[What is being asked] Needed from the data below: every line from the one with "and new values" up to and including the one with "let subscriber = FmtSubscriber::builder()", repeated exactly and with nothing else.

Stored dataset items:

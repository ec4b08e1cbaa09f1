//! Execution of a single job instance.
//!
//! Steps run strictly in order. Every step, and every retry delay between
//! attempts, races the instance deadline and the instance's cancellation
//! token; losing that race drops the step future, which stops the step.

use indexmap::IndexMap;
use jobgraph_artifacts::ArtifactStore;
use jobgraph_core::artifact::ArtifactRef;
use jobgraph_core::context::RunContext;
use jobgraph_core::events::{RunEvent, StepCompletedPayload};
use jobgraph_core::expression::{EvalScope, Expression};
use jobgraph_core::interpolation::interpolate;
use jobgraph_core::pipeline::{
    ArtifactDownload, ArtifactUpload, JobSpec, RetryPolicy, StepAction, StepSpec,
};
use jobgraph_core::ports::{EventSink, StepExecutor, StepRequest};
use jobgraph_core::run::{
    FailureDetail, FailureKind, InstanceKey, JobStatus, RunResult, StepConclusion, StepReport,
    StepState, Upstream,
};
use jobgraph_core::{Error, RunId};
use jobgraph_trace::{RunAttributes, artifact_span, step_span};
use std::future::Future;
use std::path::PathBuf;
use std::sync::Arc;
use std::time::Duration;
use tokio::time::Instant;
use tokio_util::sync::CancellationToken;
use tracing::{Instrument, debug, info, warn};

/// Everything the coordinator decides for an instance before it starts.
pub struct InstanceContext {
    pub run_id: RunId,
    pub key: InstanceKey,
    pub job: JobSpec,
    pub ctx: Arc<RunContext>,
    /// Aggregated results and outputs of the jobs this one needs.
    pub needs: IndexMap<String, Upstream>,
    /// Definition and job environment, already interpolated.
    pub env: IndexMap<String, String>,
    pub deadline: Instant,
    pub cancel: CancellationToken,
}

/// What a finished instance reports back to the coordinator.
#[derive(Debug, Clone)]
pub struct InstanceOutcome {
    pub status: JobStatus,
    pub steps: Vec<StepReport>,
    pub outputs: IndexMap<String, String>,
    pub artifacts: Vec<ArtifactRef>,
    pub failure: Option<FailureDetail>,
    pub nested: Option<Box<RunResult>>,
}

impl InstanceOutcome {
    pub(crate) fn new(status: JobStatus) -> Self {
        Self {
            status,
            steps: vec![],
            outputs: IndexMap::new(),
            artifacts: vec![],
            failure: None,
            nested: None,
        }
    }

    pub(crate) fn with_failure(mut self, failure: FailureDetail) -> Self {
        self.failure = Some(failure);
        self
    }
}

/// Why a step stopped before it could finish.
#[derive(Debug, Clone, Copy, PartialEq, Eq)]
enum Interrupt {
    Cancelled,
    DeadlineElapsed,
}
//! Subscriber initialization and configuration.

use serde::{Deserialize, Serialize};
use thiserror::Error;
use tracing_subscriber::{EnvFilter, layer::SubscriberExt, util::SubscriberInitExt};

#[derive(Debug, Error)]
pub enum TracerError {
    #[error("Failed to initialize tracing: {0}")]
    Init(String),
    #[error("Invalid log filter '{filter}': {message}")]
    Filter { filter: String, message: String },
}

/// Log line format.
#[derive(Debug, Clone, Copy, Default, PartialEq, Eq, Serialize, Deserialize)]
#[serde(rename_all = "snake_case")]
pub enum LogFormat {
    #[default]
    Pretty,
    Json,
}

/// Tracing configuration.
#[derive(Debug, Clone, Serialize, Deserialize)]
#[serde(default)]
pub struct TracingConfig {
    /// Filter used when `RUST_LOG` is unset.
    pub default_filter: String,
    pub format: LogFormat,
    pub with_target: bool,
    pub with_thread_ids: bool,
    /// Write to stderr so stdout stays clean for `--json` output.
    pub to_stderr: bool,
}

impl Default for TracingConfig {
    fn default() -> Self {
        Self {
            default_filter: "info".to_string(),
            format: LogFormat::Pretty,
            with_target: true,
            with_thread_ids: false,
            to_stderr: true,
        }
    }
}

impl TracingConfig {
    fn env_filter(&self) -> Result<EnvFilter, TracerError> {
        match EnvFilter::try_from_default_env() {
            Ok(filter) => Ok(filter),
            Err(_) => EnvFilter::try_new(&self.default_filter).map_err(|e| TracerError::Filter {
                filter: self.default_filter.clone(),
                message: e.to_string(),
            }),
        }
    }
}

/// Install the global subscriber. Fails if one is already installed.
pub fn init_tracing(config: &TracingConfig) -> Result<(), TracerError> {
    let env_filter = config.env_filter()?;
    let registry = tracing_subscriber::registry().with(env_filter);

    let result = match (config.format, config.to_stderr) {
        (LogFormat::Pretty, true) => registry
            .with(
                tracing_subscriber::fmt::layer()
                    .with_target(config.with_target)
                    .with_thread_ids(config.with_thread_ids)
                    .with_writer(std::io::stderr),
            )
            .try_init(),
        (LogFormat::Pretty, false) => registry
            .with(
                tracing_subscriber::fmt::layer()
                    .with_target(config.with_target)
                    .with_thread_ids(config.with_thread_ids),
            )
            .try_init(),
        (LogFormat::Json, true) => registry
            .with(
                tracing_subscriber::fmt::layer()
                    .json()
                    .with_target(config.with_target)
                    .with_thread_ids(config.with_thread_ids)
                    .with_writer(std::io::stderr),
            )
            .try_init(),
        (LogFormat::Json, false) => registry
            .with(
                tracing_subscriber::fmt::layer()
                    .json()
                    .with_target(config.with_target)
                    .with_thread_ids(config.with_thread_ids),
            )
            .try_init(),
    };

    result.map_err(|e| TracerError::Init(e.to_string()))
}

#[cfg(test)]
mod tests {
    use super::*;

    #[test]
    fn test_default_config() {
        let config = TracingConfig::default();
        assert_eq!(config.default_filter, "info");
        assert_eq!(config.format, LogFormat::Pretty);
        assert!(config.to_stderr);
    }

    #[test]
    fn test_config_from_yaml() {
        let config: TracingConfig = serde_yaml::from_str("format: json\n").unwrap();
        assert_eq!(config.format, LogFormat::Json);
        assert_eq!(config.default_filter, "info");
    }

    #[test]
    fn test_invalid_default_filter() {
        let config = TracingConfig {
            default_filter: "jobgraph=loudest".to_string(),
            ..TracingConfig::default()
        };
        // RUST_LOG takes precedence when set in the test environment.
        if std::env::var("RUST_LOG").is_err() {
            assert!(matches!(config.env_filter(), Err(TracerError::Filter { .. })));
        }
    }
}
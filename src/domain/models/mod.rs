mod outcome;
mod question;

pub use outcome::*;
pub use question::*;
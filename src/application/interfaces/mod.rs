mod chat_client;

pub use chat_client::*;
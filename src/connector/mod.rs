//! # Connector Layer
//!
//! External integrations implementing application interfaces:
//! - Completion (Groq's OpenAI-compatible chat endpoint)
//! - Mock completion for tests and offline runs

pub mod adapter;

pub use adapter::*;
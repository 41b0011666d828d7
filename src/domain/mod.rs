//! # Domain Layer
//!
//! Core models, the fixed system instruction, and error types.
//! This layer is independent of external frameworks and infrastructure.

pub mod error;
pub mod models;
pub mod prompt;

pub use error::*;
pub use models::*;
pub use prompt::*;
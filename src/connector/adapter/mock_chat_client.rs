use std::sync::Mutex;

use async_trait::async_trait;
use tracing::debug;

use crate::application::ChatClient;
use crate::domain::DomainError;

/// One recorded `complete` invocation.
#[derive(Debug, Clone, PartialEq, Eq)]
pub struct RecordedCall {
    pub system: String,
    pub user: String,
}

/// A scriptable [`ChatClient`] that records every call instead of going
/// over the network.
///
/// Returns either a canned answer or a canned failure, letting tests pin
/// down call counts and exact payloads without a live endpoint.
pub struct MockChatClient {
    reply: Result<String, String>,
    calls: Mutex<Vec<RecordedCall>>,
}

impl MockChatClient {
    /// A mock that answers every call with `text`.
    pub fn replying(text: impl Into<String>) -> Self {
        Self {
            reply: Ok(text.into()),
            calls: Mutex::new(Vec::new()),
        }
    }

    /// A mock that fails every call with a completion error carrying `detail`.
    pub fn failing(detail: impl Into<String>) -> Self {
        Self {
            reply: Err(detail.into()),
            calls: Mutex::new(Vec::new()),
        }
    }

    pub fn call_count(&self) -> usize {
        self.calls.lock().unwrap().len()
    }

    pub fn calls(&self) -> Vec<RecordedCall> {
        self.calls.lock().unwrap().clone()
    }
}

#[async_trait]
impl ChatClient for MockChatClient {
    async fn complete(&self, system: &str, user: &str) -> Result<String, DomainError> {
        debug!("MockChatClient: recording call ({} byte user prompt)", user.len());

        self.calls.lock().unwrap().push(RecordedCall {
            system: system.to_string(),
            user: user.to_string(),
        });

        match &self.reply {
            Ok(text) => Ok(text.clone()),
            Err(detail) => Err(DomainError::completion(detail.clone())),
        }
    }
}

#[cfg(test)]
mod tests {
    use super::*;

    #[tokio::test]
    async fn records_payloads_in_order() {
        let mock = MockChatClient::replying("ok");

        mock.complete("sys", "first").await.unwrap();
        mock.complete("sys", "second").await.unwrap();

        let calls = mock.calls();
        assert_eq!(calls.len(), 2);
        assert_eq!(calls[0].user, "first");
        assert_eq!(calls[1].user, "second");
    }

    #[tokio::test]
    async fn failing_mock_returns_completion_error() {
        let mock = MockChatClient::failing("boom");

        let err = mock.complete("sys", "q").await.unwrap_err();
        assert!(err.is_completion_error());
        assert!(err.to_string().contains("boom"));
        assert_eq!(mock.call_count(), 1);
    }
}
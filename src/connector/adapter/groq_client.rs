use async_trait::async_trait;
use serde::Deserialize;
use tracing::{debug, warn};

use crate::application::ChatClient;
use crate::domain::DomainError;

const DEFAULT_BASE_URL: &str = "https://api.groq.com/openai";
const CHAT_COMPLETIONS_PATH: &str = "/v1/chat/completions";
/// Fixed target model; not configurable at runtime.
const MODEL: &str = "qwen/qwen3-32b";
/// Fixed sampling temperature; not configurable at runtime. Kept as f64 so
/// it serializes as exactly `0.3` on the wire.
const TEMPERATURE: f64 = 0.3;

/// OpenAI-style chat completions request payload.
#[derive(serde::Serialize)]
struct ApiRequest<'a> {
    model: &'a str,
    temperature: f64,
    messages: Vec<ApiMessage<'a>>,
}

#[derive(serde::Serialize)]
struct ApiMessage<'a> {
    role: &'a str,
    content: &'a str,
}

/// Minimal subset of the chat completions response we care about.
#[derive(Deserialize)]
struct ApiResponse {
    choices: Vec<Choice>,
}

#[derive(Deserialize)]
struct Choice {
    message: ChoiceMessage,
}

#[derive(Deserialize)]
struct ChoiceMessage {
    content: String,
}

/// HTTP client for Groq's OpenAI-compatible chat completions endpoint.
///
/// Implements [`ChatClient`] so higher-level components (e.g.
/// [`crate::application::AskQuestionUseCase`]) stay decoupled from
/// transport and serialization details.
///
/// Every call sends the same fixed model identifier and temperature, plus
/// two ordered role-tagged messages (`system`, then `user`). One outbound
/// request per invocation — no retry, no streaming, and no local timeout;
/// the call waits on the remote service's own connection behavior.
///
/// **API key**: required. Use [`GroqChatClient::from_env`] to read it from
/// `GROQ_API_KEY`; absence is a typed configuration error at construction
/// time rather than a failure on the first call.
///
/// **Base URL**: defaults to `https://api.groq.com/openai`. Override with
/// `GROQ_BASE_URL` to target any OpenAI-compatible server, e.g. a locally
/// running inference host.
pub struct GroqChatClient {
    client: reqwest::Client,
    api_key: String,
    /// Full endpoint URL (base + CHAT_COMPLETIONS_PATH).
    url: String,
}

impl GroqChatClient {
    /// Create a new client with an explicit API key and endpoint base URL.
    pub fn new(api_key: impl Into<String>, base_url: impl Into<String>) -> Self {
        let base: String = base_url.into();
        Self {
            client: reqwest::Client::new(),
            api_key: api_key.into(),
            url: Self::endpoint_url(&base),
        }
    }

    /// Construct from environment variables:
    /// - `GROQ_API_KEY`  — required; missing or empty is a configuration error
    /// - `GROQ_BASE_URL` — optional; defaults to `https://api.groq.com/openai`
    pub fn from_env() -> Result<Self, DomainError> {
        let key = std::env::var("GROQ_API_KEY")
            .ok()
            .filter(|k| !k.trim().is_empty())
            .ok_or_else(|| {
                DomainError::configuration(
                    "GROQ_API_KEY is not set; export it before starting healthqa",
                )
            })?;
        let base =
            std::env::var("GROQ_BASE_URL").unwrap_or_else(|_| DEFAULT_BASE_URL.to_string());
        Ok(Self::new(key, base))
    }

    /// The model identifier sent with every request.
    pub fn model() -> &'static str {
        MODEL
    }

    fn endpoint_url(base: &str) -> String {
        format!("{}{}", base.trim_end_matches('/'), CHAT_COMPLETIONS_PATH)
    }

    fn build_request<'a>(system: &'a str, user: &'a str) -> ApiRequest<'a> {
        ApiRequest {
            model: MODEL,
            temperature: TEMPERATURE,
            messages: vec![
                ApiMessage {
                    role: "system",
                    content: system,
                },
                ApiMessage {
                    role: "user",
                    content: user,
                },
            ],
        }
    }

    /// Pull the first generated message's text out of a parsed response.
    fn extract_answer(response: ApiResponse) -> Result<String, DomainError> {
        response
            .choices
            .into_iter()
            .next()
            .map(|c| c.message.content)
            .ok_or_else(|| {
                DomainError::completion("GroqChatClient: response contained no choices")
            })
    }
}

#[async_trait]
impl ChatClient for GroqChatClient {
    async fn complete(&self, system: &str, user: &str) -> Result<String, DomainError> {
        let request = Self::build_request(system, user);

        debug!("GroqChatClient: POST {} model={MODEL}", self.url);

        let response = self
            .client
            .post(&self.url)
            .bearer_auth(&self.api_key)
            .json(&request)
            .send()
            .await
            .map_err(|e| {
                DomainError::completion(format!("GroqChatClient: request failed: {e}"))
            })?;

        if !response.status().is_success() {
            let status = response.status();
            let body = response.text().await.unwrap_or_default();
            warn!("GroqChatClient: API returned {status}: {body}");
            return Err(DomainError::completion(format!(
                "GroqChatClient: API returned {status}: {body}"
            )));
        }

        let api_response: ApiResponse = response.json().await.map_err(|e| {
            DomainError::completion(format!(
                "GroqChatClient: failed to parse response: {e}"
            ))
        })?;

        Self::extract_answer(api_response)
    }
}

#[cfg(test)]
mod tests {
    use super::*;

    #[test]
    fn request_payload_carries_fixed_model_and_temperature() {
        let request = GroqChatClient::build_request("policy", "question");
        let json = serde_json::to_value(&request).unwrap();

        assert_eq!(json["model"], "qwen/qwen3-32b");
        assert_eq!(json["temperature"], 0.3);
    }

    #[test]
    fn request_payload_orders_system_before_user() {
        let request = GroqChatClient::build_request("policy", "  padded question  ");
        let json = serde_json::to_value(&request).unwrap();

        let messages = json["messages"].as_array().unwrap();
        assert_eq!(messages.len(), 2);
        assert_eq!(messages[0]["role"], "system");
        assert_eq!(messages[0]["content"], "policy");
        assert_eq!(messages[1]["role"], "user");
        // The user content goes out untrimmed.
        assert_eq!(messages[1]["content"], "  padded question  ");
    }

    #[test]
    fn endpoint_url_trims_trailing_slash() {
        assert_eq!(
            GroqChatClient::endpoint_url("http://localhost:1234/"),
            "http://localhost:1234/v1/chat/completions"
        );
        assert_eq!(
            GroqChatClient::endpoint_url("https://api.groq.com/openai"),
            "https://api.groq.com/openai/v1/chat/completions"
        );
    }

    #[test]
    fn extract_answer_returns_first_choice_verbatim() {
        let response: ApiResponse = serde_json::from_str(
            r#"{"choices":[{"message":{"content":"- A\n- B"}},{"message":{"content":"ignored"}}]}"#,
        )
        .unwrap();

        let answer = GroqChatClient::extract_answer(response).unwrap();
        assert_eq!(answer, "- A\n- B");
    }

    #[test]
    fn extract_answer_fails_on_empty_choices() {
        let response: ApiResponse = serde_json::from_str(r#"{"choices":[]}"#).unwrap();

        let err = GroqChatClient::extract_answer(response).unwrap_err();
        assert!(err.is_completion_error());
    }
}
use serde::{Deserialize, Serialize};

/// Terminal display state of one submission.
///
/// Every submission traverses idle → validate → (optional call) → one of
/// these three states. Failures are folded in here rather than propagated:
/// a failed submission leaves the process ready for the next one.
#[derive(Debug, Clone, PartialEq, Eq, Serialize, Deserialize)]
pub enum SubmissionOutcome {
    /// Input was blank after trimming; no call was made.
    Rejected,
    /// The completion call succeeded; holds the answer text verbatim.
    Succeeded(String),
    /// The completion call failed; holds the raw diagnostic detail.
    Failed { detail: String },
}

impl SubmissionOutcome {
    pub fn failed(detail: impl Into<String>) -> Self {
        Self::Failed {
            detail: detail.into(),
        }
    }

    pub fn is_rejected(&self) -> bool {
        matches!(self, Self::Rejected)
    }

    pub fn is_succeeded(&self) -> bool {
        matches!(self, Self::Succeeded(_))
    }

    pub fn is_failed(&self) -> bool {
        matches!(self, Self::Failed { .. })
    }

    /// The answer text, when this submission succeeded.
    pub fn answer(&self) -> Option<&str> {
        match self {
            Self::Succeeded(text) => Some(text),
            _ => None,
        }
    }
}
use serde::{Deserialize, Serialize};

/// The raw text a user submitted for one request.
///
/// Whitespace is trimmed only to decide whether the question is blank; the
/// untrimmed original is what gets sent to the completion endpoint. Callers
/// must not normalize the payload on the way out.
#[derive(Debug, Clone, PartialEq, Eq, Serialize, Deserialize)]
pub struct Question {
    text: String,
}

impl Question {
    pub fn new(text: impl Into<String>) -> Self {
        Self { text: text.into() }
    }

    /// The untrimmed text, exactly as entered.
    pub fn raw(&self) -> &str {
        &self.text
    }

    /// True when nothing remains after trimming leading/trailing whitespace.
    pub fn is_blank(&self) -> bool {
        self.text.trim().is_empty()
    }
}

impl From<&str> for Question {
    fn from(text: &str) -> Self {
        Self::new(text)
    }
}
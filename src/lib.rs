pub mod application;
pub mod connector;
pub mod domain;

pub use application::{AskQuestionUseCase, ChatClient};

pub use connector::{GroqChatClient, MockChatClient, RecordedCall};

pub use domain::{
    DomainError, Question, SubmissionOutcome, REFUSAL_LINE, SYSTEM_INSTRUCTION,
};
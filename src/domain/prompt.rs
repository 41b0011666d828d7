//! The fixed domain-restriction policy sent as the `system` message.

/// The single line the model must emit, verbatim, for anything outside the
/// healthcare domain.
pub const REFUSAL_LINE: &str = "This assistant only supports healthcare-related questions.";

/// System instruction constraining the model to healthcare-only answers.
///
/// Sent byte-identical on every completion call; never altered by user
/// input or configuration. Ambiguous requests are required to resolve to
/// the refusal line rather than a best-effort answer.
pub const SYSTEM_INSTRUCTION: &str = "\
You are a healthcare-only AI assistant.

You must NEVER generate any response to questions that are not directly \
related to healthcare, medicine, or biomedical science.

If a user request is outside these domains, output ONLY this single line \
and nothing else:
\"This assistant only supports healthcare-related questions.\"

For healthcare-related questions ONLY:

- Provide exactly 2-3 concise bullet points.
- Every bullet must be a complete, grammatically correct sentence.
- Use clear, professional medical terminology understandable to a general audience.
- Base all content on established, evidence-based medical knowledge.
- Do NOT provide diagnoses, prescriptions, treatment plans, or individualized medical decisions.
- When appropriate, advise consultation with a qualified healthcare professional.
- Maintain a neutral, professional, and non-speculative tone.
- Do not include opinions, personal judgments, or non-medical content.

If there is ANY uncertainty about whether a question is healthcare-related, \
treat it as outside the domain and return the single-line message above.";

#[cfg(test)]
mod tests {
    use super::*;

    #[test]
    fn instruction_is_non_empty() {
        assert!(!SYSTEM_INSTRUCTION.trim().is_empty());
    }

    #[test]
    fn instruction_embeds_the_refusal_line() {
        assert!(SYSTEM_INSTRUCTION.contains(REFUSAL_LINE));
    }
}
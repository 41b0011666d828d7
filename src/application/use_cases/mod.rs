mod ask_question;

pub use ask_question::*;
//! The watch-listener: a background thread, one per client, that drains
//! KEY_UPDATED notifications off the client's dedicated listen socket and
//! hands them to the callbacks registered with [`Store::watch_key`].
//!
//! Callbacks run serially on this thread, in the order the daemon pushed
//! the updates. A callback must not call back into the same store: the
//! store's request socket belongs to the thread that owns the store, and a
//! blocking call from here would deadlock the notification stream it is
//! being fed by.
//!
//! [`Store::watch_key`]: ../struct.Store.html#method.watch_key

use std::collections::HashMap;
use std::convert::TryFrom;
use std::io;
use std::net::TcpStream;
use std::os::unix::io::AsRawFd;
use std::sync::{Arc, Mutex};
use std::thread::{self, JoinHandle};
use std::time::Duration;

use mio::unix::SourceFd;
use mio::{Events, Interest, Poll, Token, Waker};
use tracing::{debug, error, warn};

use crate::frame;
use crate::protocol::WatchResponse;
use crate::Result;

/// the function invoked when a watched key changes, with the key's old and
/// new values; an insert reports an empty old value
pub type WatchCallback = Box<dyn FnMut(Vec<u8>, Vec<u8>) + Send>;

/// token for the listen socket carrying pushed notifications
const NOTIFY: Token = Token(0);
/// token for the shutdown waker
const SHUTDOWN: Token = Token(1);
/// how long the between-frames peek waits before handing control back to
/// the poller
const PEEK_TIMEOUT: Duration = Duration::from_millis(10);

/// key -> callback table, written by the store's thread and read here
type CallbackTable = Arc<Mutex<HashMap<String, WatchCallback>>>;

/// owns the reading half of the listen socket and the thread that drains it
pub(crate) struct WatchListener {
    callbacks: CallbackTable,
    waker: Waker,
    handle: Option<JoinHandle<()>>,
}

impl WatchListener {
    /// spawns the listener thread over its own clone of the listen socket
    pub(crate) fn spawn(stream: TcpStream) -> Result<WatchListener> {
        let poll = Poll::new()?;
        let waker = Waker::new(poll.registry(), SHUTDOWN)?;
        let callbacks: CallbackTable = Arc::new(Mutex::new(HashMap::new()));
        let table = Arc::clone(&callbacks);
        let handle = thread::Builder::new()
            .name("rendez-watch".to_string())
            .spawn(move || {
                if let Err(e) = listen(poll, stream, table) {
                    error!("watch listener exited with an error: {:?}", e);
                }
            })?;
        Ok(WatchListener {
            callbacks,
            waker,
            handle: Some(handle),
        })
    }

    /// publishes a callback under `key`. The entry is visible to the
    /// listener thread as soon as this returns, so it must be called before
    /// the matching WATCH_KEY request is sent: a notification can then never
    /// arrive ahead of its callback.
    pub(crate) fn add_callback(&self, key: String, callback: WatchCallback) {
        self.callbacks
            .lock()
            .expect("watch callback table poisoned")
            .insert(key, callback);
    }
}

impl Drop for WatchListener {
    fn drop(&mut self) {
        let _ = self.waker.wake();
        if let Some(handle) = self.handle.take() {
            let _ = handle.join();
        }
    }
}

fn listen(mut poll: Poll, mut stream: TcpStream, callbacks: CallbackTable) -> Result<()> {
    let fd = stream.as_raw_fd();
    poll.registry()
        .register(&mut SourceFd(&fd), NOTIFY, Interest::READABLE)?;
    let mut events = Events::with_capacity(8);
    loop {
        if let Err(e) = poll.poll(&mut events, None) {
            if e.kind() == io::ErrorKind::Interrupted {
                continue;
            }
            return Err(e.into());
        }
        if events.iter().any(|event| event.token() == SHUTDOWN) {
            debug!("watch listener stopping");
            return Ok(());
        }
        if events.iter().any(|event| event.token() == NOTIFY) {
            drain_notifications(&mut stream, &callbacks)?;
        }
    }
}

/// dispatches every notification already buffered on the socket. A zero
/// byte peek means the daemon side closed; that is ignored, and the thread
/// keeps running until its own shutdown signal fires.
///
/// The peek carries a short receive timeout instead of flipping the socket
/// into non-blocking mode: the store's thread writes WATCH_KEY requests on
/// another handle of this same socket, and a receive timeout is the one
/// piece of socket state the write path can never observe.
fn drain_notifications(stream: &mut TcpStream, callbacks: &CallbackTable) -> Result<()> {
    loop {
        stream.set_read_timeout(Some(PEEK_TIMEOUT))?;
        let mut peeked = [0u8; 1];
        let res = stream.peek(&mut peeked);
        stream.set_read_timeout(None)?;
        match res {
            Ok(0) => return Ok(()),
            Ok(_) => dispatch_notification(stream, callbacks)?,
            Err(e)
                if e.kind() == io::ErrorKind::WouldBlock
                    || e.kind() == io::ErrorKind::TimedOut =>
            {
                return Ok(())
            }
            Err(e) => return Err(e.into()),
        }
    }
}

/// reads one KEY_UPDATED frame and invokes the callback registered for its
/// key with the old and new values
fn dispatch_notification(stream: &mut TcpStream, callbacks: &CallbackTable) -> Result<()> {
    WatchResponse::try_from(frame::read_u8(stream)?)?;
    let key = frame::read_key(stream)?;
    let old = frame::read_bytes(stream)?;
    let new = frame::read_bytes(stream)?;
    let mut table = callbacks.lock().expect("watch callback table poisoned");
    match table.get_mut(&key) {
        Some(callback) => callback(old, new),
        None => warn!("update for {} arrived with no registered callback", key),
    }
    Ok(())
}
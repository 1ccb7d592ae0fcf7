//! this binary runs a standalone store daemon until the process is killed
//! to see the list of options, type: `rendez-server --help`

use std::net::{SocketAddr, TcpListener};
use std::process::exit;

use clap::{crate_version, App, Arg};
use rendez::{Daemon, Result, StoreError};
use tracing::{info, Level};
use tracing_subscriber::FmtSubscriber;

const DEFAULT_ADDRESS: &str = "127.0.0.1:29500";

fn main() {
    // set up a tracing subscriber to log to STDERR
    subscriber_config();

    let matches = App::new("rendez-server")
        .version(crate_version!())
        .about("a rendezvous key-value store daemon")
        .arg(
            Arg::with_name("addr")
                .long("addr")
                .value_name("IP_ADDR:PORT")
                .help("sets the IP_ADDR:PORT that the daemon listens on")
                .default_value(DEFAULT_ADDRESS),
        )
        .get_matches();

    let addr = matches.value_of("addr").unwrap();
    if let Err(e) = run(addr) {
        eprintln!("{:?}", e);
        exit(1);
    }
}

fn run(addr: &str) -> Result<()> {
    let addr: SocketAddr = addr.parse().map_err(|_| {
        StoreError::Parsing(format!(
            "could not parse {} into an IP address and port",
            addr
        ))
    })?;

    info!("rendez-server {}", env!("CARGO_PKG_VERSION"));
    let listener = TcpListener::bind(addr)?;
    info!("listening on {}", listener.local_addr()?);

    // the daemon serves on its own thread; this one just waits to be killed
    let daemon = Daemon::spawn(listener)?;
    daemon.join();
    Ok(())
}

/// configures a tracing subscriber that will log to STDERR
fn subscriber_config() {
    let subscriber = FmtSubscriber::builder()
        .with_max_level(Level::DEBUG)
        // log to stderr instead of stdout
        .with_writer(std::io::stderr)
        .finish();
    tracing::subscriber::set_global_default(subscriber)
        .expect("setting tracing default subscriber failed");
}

[Task answer]
/// key with the old and new values
fn dispatch_notification(stream: &mut TcpStream, callbacks: &CallbackTable) -> Result<()> {
    WatchResponse::try_from(frame::read_u8(stream)?)?;
    let key = frame::read_key(stream)?;
    let old = frame::read_bytes(stream)?;
    let new = frame::read_bytes(stream)?;
    let mut table = callbacks.lock().expect("watch callback table poisoned");
    match table.get_mut(&key) {
        Some(callback) => callback(old, new),
        None => warn!("update for {} arrived with no registered callback", key),
    }
    Ok(())
}
repository 1ccb7d592ae0fcf7
//! this binary runs a standalone store daemon until the process is killed
//! to see the list of options, type: `rendez-server --help`

use std::net::{SocketAddr, TcpListener};
use std::process::exit;

use clap::{crate_version, App, Arg};
use rendez::{Daemon, Result, StoreError};
use tracing::{info, Level};
use tracing_subscriber::FmtSubscriber;

const DEFAULT_ADDRESS: &str = "127.0.0.1:29500";

fn main() {
    // set up a tracing subscriber to log to STDERR
    subscriber_config();

    let matches = App::new("rendez-server")
        .version(crate_version!())
        .about("a rendezvous key-value store daemon")
        .arg(
            Arg::with_name("addr")
                .long("addr")
                .value_name("IP_ADDR:PORT")
                .help("sets the IP_ADDR:PORT that the daemon listens on")
                .default_value(DEFAULT_ADDRESS),
        )
        .get_matches();

    let addr = matches.value_of("addr").unwrap();
    if let Err(e) = run(addr) {
        eprintln!("{:?}", e);
        exit(1);
    }
}

fn run(addr: &str) -> Result<()> {
    let addr: SocketAddr = addr.parse().map_err(|_| {
        StoreError::Parsing(format!(
            "could not parse {} into an IP address and port",
            addr
        ))
    })?;

    info!("rendez-server {}", env!("CARGO_PKG_VERSION"));
    let listener = TcpListener::bind(addr)?;
    info!("listening on {}", listener.local_addr()?);

    // the daemon serves on its own thread; this one just waits to be killed
    let daemon = Daemon::spawn(listener)?;
    daemon.join();
    Ok(())
}

/// configures a tracing subscriber that will log to STDERR
fn subscriber_config() {
    let subscriber = FmtSubscriber::builder()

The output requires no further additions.